613 West Valley Parkway
Escondido, CA 92025

Re:     Post-Effective Amendment No. 3 to Registration Statement on Form S-8
        File No. 33-32788
        Filed December 13, 1995 (the "Amendment")

Gentlemen:

We have acted as special counsel for FP Bancorp, Inc., a Delaware corporation
(the "Company"), in connection with the Registration Statement relating to the
registration under the Securities Act of 1933 of the Company's proposed
granting of incentive and non-incentive options to its employees and employees
of its subsidiary (the "Options") for up to 250,000 shares of Common Stock,
$.001 par value (the "Shares") pursuant to the Amended and Restated 1988 Stock
Option Plan of ENB Holding Company (the "Plan").

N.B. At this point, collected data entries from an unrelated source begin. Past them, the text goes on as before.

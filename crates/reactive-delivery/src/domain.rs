//! Adapter contracts the planner consumes, and the values it hands back to the host.

use std::fmt::Display;
use std::hash::Hash;

/// City graph: finite cities, outgoing neighbors, pairwise distances.
pub trait Topology {
    type City: Clone + Eq + Ord + Hash + Display;

    /// All cities in a stable order. This order drives state enumeration.
    fn cities(&self) -> Vec<Self::City>;

    /// Outgoing neighbors of a city, in the order actions are enumerated.
    fn neighbors(&self, city: &Self::City) -> Vec<Self::City>;

    /// Travel distance in kilometers, `>= 0`.
    fn distance(&self, from: &Self::City, to: &Self::City) -> f64;
}

/// Task-appearance model over city pairs.
pub trait TaskDistribution<C> {
    /// Probability that the next offer in `from` is a task to `to`.
    /// `to = None` is the probability that no task is offered.
    fn probability(&self, from: &C, to: Option<&C>) -> f64;

    /// Expected payout of a task from `from` to `to`.
    fn reward(&self, from: &C, to: &C) -> f64;
}

pub trait Vehicle {
    fn cost_per_km(&self) -> f64;
}

/// The agent's vehicles. Costs are averaged over the whole fleet.
pub trait Fleet {
    type Vehicle: Vehicle;

    fn vehicles(&self) -> &[Self::Vehicle];
}

impl<V: Vehicle> Fleet for Vec<V> {
    type Vehicle = V;

    fn vehicles(&self) -> &[V] {
        self
    }
}

/// A delivery offered to the agent at a decision point.
#[derive(Debug, Clone, PartialEq)]
pub struct Task<C> {
    pub id: u64,
    pub pickup: C,
    pub delivery: C,
    pub reward: f64,
}

/// What the agent does at a decision point.
#[derive(Debug, Clone, PartialEq)]
pub enum Decision<C> {
    /// Move to a neighboring city without a task.
    Move(C),
    /// Accept the offered task and carry it to its destination.
    Deliver(Task<C>),
}

/// Policy entry resolved back to host cities.
#[derive(Debug, Clone, PartialEq, Eq)]
pub struct PlannedAction<C> {
    pub move_to: C,
    pub delivering: bool,
}
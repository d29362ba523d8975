/// A wrapper for the dense index of a state in a compiled model.
#[derive(Debug, Copy, Clone, PartialEq, Eq, PartialOrd, Ord, Hash)]
pub struct StateId(usize);

impl StateId {
    /// Get the underlying index without exposing the inner field.
    pub fn index(&self) -> usize {
        self.0
    }
}

impl From<usize> for StateId {
    /// Allow for explicit conversion from usize to StateId
    fn from(value: usize) -> Self {
        StateId(value)
    }
}

/// Position of an action inside its state's action list.
/// The list order is the enumeration order used for tie-breaking.
#[derive(Debug, Copy, Clone, PartialEq, Eq, PartialOrd, Ord, Hash)]
pub struct ActionId(usize);

impl ActionId {
    pub fn index(&self) -> usize {
        self.0
    }
}

impl From<usize> for ActionId {
    fn from(value: usize) -> Self {
        ActionId(value)
    }
}

/// Handle of a successor distribution shared between actions.
#[derive(Debug, Copy, Clone, PartialEq, Eq, Hash)]
pub struct DistributionId(usize);

impl DistributionId {
    pub fn index(&self) -> usize {
        self.0
    }
}

impl From<usize> for DistributionId {
    fn from(value: usize) -> Self {
        DistributionId(value)
    }
}
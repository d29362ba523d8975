use reactive_core::SolverConfig;
use reactive_delivery::{
    Decision, PlannedAction, ReactivePlanner, Scenario, ScenarioBuilder, Task,
};

fn solve(scenario: &Scenario, discount_factor: f64) -> ReactivePlanner<String> {
    let config = SolverConfig {
        epsilon_stop: 1e-9,
        ..SolverConfig::with_discount(discount_factor)
    };
    ReactivePlanner::setup(scenario, scenario, scenario, &config).expect("setup succeeds")
}

fn pair(task_probability: f64, task_reward: f64) -> Scenario {
    let mut builder = ScenarioBuilder::new();
    builder.add_city("A").add_city("B");
    builder.add_road("A", "B", 10.0).expect("cities exist");
    if task_probability > 0.0 {
        builder
            .add_task("A", "B", task_probability, task_reward)
            .expect("cities exist");
        builder
            .add_task("B", "A", task_probability, task_reward)
            .expect("cities exist");
    }
    builder.add_vehicle("truck", 1.0);
    builder.compile().expect("scenario is valid")
}

fn s(name: &str) -> String {
    name.to_string()
}

fn task(id: u64, pickup: &str, delivery: &str, reward: f64) -> Task<String> {
    Task {
        id,
        pickup: s(pickup),
        delivery: s(delivery),
        reward,
    }
}

fn assert_close(actual: f64, expected: f64) {
    assert!(
        (actual - expected).abs() < 1e-6,
        "expected {expected}, got {actual}"
    );
}

#[test]
fn two_cities_without_tasks_bounce_forever() {
    let scenario = pair(0.0, 0.0);
    let planner = solve(&scenario, 0.9);

    assert_close(planner.value(&s("A"), None).expect("state exists"), -100.0);
    assert_close(planner.value(&s("B"), None).expect("state exists"), -100.0);

    assert_eq!(
        planner.decide(&s("A"), None).expect("policy complete"),
        Decision::Move(s("B"))
    );
    assert_eq!(
        planner.decide(&s("B"), None).expect("policy complete"),
        Decision::Move(s("A"))
    );
}

#[test]
fn guaranteed_tasks_are_always_delivered() {
    let scenario = pair(1.0, 50.0);
    let planner = solve(&scenario, 0.9);

    assert_close(planner.value(&s("A"), Some(&s("B"))).expect("state exists"), 400.0);
    assert_close(planner.value(&s("B"), Some(&s("A"))).expect("state exists"), 400.0);
    assert_close(planner.value(&s("A"), None).expect("state exists"), 350.0);

    let offer = task(7, "A", "B", 50.0);
    assert_eq!(
        planner.decide(&s("A"), Some(&offer)).expect("policy complete"),
        Decision::Deliver(offer.clone())
    );
    let back = task(8, "B", "A", 50.0);
    assert_eq!(
        planner.decide(&s("B"), Some(&back)).expect("policy complete"),
        Decision::Deliver(back.clone())
    );
}

#[test]
fn task_worth_less_than_travel_is_refused() {
    // B is a 10 km dead end; C is 1 km away. The only task goes to B and pays 5.
    let mut builder = ScenarioBuilder::new();
    builder.add_city("A").add_city("B").add_city("C");
    builder.add_road("A", "B", 10.0).expect("cities exist");
    builder.add_road("A", "C", 1.0).expect("cities exist");
    builder.add_task("A", "B", 1.0, 5.0).expect("cities exist");
    builder.add_vehicle("truck", 1.0);
    let scenario = builder.compile().expect("scenario is valid");
    let planner = solve(&scenario, 0.9);

    assert_eq!(
        planner
            .planned_action(&s("A"), Some(&s("B")))
            .expect("state exists"),
        PlannedAction {
            move_to: s("C"),
            delivering: false
        }
    );
    // Never delivering: shuttle A <-> C at 1 per hop.
    assert_close(planner.value(&s("A"), Some(&s("B"))).expect("state exists"), -10.0);

    let offer = task(1, "A", "B", 5.0);
    assert_eq!(
        planner.decide(&s("A"), Some(&offer)).expect("policy complete"),
        Decision::Move(s("C"))
    );
}

#[test]
fn triangle_routes_back_to_the_profitable_origin() {
    let mut builder = ScenarioBuilder::new();
    builder.add_city("A").add_city("B").add_city("C");
    builder.add_road("A", "B", 10.0).expect("cities exist");
    builder.add_road("B", "C", 10.0).expect("cities exist");
    builder.add_road("C", "A", 10.0).expect("cities exist");
    builder.add_task("A", "B", 1.0, 100.0).expect("cities exist");
    builder.add_task("B", "C", 0.5, 1.0).expect("cities exist");
    builder.add_vehicle("truck", 1.0);
    let scenario = builder.compile().expect("scenario is valid");
    let planner = solve(&scenario, 0.9);

    let deliver_b = PlannedAction {
        move_to: s("B"),
        delivering: true,
    };
    let go_to_a = PlannedAction {
        move_to: s("A"),
        delivering: false,
    };

    assert_eq!(
        planner.planned_action(&s("A"), Some(&s("B"))).expect("state exists"),
        deliver_b
    );
    assert_eq!(
        planner.planned_action(&s("B"), Some(&s("C"))).expect("state exists"),
        go_to_a
    );
    assert_eq!(planner.planned_action(&s("B"), None).expect("state exists"), go_to_a);
    assert_eq!(planner.planned_action(&s("C"), None).expect("state exists"), go_to_a);

    // V(A, B) = 90 + 0.9 * (-10 + 0.9 * V(A, B))
    let cycle = 81.0 / 0.19;
    assert_close(planner.value(&s("A"), Some(&s("B"))).expect("state exists"), cycle);
}

#[test]
fn zero_discount_is_purely_myopic() {
    let scenario = pair(1.0, 50.0);
    let planner = solve(&scenario, 0.0);

    assert_close(planner.value(&s("A"), Some(&s("B"))).expect("state exists"), 40.0);
    assert_close(planner.value(&s("A"), None).expect("state exists"), -10.0);

    let offer = task(3, "A", "B", 50.0);
    assert_eq!(
        planner.decide(&s("A"), Some(&offer)).expect("policy complete"),
        Decision::Deliver(offer.clone())
    );
}

#[test]
fn bounded_rewards_converge_within_five_hundred_sweeps() {
    let mut builder = ScenarioBuilder::new();
    for city in ["A", "B", "C", "D"] {
        builder.add_city(city);
    }
    builder.add_road("A", "B", 12.0).expect("cities exist");
    builder.add_road("B", "C", 7.0).expect("cities exist");
    builder.add_road("C", "D", 3.0).expect("cities exist");
    builder.add_road("D", "A", 9.0).expect("cities exist");
    builder.add_task("A", "C", 0.4, 60.0).expect("cities exist");
    builder.add_task("B", "D", 0.3, 25.0).expect("cities exist");
    builder.add_task("C", "A", 0.2, 40.0).expect("cities exist");
    builder.add_task("D", "B", 0.6, 15.0).expect("cities exist");
    builder.add_vehicle("truck", 1.0).add_vehicle("van", 0.5);
    let scenario = builder.compile().expect("scenario is valid");

    let config = SolverConfig {
        epsilon_stop: 1e-3,
        max_iterations: 500,
        ..SolverConfig::with_discount(0.95)
    };
    let planner =
        ReactivePlanner::setup(&scenario, &scenario, &scenario, &config).expect("setup succeeds");

    assert!(planner.convergence_warning().is_none());
    let metrics = planner.solution().metrics();
    assert!(metrics.converged);
    assert!(metrics.iterations <= 500);
    assert!(metrics.final_delta <= 1e-3);
}
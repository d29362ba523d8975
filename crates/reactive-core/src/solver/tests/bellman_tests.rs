use crate::{ActionId, SolveError, StateId, backup, bellman_residual, greedy_policy, q_value};

#[test]
fn q_value_combines_reward_and_discounted_successor() {
    let model = super::forced_cycle();
    let values = [3.0, 7.0];
    let q = q_value(&model, &values, 0.5, StateId::from(0), ActionId::from(0))
        .expect("action exists");
    assert!((q - (-10.0 + 0.5 * 7.0)).abs() < 1e-12);

    assert_eq!(
        q_value(&model, &values, 0.5, StateId::from(0), ActionId::from(1)),
        None
    );
    assert_eq!(
        q_value(&model, &[0.0], 0.5, StateId::from(0), ActionId::from(0)),
        None
    );
}

#[test]
fn ties_keep_first_enumerated_action() {
    let (model, s) = super::two_armed_loop(1.0, 1.0);
    let (best, action) = backup(&model, &[0.0], 0.9, s).expect("backup succeeds");
    assert_eq!(best, 1.0);
    assert_eq!(action, ActionId::from(0));
}

#[test]
fn backup_picks_highest_q() {
    let (model, s) = super::two_armed_loop(1.0, 2.0);
    let (best, action) = backup(&model, &[5.0], 0.5, s).expect("backup succeeds");
    assert!((best - 4.5).abs() < 1e-12);
    assert_eq!(action, ActionId::from(1));
}

#[test]
fn residual_is_zero_at_fixed_point() {
    let model = super::forced_cycle();
    let fixed = [-100.0, -100.0];
    let residual = bellman_residual(&model, &fixed, 0.9).expect("lengths match");
    assert!(residual < 1e-9);

    let off = [0.0, 0.0];
    let residual = bellman_residual(&model, &off, 0.9).expect("lengths match");
    assert!((residual - 10.0).abs() < 1e-12);
}

#[test]
fn nan_values_are_fatal() {
    let model = super::forced_cycle();
    let err = backup(&model, &[0.0, f64::NAN], 0.9, StateId::from(0))
        .expect_err("NaN propagates into q");
    assert_eq!(
        err,
        SolveError::NonFiniteValue {
            state: StateId::from(0),
            action: ActionId::from(0)
        }
    );
}

#[test]
fn length_mismatch_is_reported() {
    let model = super::forced_cycle();
    let err = greedy_policy(&model, &[0.0], 0.9).expect_err("one value for two states");
    assert_eq!(err, SolveError::ValuesLength { expected: 2, got: 1 });
}
mod bellman_tests;

use crate::{Model, ModelBuilder, StateId};

/// Two states, each forced to hop to the other at a cost of 10.
pub(super) fn forced_cycle() -> Model {
    let mut builder = ModelBuilder::new();
    let a = builder.add_state();
    let b = builder.add_state();
    let to_a = builder.add_distribution([(a, 1.0)]);
    let to_b = builder.add_distribution([(b, 1.0)]);
    builder.add_action(a, -10.0, to_b).expect("state a exists");
    builder.add_action(b, -10.0, to_a).expect("state b exists");
    builder.build().expect("model is valid")
}

/// One state with a low-reward and a high-reward self loop.
pub(super) fn two_armed_loop(low: f64, high: f64) -> (Model, StateId) {
    let mut builder = ModelBuilder::new();
    let s = builder.add_state();
    let stay = builder.add_distribution([(s, 1.0)]);
    builder.add_action(s, low, stay).expect("state exists");
    builder.add_action(s, high, stay).expect("state exists");
    (builder.build().expect("model is valid"), s)
}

In so acting, we have examined a copy of the Certificate of Incorporation of
the Company, as amended, a copy of the Bylaws of the Company, as amended, a
copy of the Plan, as amended, resolutions adopted by the Board of Directors of
the Company and such other records and documents as we have deemed relevant and
necessary for the opinions hereinafter expressed.  In such examination, we 
have assumed the genuineness of all signatures and of all documents submitted to
us as certified or photostatic copies.

Based upon the foregoing, we are of the opinion that the Shares, and the
Options, have been duly and validly authorized and, upon issuance of the Shares,
and assuming exercise of the Options and in exchange for payment therefor,
both as described in the Amendment, the Shares will be legally issued and
outstanding, fully paid and non-assessable.

We consent to being named in the Amendment and in the related Prospectus under
the heading "Legal Matters," and further consent to your filing this legal
opinion as an exhibit to the Amendment.